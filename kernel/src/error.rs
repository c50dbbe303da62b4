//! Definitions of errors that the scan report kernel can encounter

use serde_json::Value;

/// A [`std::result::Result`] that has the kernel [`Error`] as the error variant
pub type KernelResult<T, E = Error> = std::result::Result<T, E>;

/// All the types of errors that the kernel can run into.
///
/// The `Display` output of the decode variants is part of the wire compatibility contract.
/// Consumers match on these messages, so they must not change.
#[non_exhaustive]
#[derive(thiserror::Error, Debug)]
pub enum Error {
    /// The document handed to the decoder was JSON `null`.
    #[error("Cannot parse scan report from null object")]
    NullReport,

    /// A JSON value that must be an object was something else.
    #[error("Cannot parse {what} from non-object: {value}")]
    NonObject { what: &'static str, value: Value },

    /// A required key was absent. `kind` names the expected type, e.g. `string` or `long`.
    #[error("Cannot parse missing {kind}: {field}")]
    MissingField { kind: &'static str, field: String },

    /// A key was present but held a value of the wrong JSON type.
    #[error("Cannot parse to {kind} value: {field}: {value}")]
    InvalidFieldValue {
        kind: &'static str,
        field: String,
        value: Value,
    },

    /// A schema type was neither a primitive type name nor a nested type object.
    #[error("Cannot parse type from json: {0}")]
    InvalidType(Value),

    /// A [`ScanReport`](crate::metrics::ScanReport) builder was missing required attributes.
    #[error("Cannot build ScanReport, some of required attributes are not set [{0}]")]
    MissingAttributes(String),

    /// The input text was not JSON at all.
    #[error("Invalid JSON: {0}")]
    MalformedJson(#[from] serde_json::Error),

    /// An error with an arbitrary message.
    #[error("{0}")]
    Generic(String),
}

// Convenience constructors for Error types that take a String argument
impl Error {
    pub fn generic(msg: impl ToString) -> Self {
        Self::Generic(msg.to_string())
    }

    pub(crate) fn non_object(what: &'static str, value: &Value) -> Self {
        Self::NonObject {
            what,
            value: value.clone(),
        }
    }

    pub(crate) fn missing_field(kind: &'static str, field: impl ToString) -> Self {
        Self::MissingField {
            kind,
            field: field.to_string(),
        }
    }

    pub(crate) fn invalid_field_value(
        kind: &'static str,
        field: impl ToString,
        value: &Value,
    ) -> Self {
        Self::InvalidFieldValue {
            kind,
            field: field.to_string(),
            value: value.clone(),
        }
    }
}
——————
* _Your assignment_
Retype exactly the line with "nested type object." and each line after it until the records end, and include no other line.

* _Answer space_
    /// A schema type was neither a primitive type name nor a nested type object.
    #[error("Cannot parse type from json: {0}")]
    InvalidType(Value),

    /// A [`ScanReport`](crate::metrics::ScanReport) builder was missing required attributes.
    #[error("Cannot build ScanReport, some of required attributes are not set [{0}]")]
    MissingAttributes(String),

    /// The input text was not JSON at all.
    #[error("Invalid JSON: {0}")]
    MalformedJson(#[from] serde_json::Error),

    /// An error with an arbitrary message.
    #[error("{0}")]
    Generic(String),
}

// Convenience constructors for Error types that take a String argument
impl Error {
    pub fn generic(msg: impl ToString) -> Self {
        Self::Generic(msg.to_string())
    }

    pub(crate) fn non_object(what: &'static str, value: &Value) -> Self {
        Self::NonObject {
            what,
            value: value.clone(),
        }
    }

    pub(crate) fn missing_field(kind: &'static str, field: impl ToString) -> Self {
        Self::MissingField {
            kind,
            field: field.to_string(),
        }
    }

    pub(crate) fn invalid_field_value(
        kind: &'static str,
        field: impl ToString,
        value: &Value,
    ) -> Self {
        Self::InvalidFieldValue {
            kind,
            field: field.to_string(),
            value: value.clone(),
        }
    }
}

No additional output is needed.